I'm having difficulty making IIS 7 correctly compress a Json result from ASP.NET MVC. I've enabled static and dynamic compression in IIS. I can verify with Fiddler that normal text/html and similar records are compressed. Viewing the request, the accept-encoding gzip header is present. The response has the mimetype "application/json", but is not compressed.

I've identified that the issue appears to relate to the MimeType. When I include mimeType="*/*", I can see that the response is correctly gzipped. How can I get IIS to compress WITHOUT using a wildcard mimeType? I assume that this issue has something to do with the way that ASP.NET MVC generates content type headers.

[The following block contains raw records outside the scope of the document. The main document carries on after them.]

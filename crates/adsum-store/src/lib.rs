//! adsum-store — SQLite persistence for the attendance kiosk.
//!
//! One connection behind a mutex; the unique `(employee, date)` index on
//! attendance rows is the final arbiter against concurrent double
//! check-ins from other processes sharing the database file.

pub mod attendance;
pub mod audit;
pub mod employees;
pub mod faces;
pub mod schedule;
mod schema;

use rusqlite::Connection;
use std::path::Path;
use std::sync::{Mutex, MutexGuard};
use thiserror::Error;

pub use attendance::CheckInApplied;
pub use faces::FaceRow;
pub use schedule::HolidayImportStats;

pub(crate) const DATE_FMT: &str = "%Y-%m-%d";
pub(crate) const TIME_FMT: &str = "%H:%M:%S";
pub(crate) const DATETIME_FMT: &str = "%Y-%m-%d %H:%M:%S";

#[derive(Error, Debug)]
pub enum StoreError {
    #[error("database error: {0}")]
    Sqlite(#[from] rusqlite::Error),
    #[error("employee {0} not found")]
    EmployeeNotFound(i64),
    #[error("face {0} not found")]
    FaceNotFound(i64),
    #[error("invalid stored value: {0}")]
    Corrupt(String),
}

pub type StoreResult<T> = Result<T, StoreError>;

/// Handle to the kiosk database. Cheap to share behind an `Arc`.
pub struct Store {
    conn: Mutex<Connection>,
}

impl Store {
    /// Open (or create) the database at `path`, apply the schema and seed
    /// defaults idempotently.
    pub fn open(path: &Path) -> StoreResult<Self> {
        if let Some(dir) = path.parent() {
            if !dir.as_os_str().is_empty() {
                std::fs::create_dir_all(dir)
                    .map_err(|e| StoreError::Corrupt(format!("create {}: {e}", dir.display())))?;
            }
        }
        let conn = Connection::open(path)?;
        tracing::info!(path = %path.display(), "database opened");
        Self::init(conn)
    }

    /// In-memory database for tests.
    pub fn open_in_memory() -> StoreResult<Self> {
        Self::init(Connection::open_in_memory()?)
    }

    fn init(conn: Connection) -> StoreResult<Self> {
        conn.execute_batch("PRAGMA foreign_keys = ON;")?;
        schema::create_all(&conn)?;
        schema::seed_defaults(&conn)?;
        Ok(Self {
            conn: Mutex::new(conn),
        })
    }

    pub(crate) fn conn(&self) -> MutexGuard<'_, Connection> {
        self.conn.lock().unwrap_or_else(|poisoned| poisoned.into_inner())
    }
}
use crate::service::{KioskService, ServiceError};
use chrono::{Local, NaiveDate};
use std::sync::Arc;
use zbus::interface;

/// D-Bus interface for the Adsum attendance kiosk daemon.
///
/// Bus name: org.adsum.Kiosk1
/// Object path: /org/adsum/Kiosk1
///
/// Composite replies are JSON strings; domain rejections come back
/// success-shaped with `ok: false` and a `reason` kind, so only transport
/// and internal failures surface as D-Bus errors.
pub struct KioskInterface {
    service: Arc<KioskService>,
}

impl KioskInterface {
    pub fn new(service: Arc<KioskService>) -> Self {
        Self { service }
    }
}

fn internal(e: ServiceError) -> zbus::fdo::Error {
    tracing::error!(error = %e, "request failed");
    zbus::fdo::Error::Failed(e.to_string())
}

fn to_json<T: serde::Serialize>(value: &T) -> zbus::fdo::Result<String> {
    serde_json::to_string(value)
        .map_err(|e| zbus::fdo::Error::Failed(format!("serialize reply: {e}")))
}

/// Empty string means "today"; anything else must be YYYY-MM-DD.
fn parse_date_arg(date: &str) -> zbus::fdo::Result<NaiveDate> {
    if date.is_empty() {
        return Ok(Local::now().date_naive());
    }
    NaiveDate::parse_from_str(date, "%Y-%m-%d")
        .map_err(|_| zbus::fdo::Error::InvalidArgs(format!("bad date: {date}")))
}

#[interface(name = "org.adsum.Kiosk1")]
impl KioskInterface {
    /// Recognize the face in `image` and apply the attendance transition
    /// for the current time.
    async fn recognize(&self, image: Vec<u8>) -> zbus::fdo::Result<String> {
        tracing::info!(bytes = image.len(), "recognize requested");
        let reply = self
            .service
            .recognize_and_attend(image, Local::now().naive_local())
            .await
            .map_err(internal)?;
        to_json(&reply)
    }

    /// Enroll a new face for the given employee.
    async fn enroll(&self, employee_id: i64, image: Vec<u8>) -> zbus::fdo::Result<String> {
        tracing::info!(employee_id, bytes = image.len(), "enroll requested");
        let reply = self
            .service
            .enroll(employee_id, image)
            .await
            .map_err(internal)?;
        to_json(&reply)
    }

    /// List enrolled faces for the given employee.
    async fn list_faces(&self, employee_id: i64) -> zbus::fdo::Result<String> {
        let faces = self.service.list_faces(employee_id).map_err(internal)?;
        to_json(&faces)
    }

    /// Remove an enrolled face. Returns false when no such face exists.
    async fn remove_face(&self, employee_id: i64, face_id: i64) -> zbus::fdo::Result<bool> {
        tracing::info!(employee_id, face_id, "remove_face requested");
        self.service
            .remove_face(employee_id, face_id)
            .map_err(internal)
    }

    /// Run the absence sweep for a date ("" = today).
    async fn sweep_absences(&self, date: String) -> zbus::fdo::Result<String> {
        let date = parse_date_arg(&date)?;
        let reply = self.service.sweep_absences(date).map_err(internal)?;
        to_json(&reply)
    }

    /// Effective attendance windows for a date ("" = today).
    async fn today_schedule(&self, date: String) -> zbus::fdo::Result<String> {
        let date = parse_date_arg(&date)?;
        let schedule = self.service.schedule_for(date).map_err(internal)?;
        to_json(&schedule)
    }

    /// Force a matching index rebuild; returns embeddings loaded.
    async fn refresh_index(&self) -> zbus::fdo::Result<u32> {
        let loaded = self.service.warm_index().map_err(internal)?;
        Ok(loaded as u32)
    }

    /// Daemon status information.
    async fn status(&self) -> zbus::fdo::Result<String> {
        let stats = self.service.index_stats();
        Ok(serde_json::json!({
            "version": env!("CARGO_PKG_VERSION"),
            "index": stats,
        })
        .to_string())
    }
}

The CPU usage is well below the dynamic throttling threshold. When I examine the trace logs from IIS, I can see that it fails to compress due to not finding a matching mime type.

<httpCompression directory="%SystemDrive%\inetpub\temp\IIS Temporary Compressed Files" noCompressionForProxies="false">
    <scheme name="gzip" dll="%Windir%\system32\inetsrv\gzip.dll" />
    <dynamicTypes>
        <add mimeType="text/*" enabled="true" />
        <add mimeType="message/*" enabled="true" />
        <add mimeType="application/x-javascript" enabled="true" />
        <add mimeType="application/json" enabled="true" />
    </dynamicTypes>
    <staticTypes>
        <add mimeType="text/*" enabled="true" />
        <add mimeType="message/*" enabled="true" />
        <add mimeType="application/x-javascript" enabled="true" />
        <add mimeType="application/atom+xml" enabled="true" />
        <add mimeType="application/xaml+xml" enabled="true" />
        <add mimeType="application/json" enabled="true" />
    </staticTypes>
</httpCompression>
+2  A: 

I have successfully used the approach highlighted here.

korchev
I'd seen that article before, but dismissed it as not adding anything new or useful.Well, it appears that unlike other mime types, you need to specify the content encoding for IIS 7 to compress application/json responses from ASP.NET MVC. Saying `application/json` isn't enough; it needs to be `application/json; charset=utf-8`.
Gareth Saul
That one bit me as well :)
korchev
A: 

I recommend this approach.

http://weblogs.asp.net/rashid/archive/2008/03/28/asp-net-mvc-action-filter-caching-and-compression.aspx

Create CompressAttribute class, and set target action.

takepara
Only when everything else fails? shouldn't IIS7+ do a better job?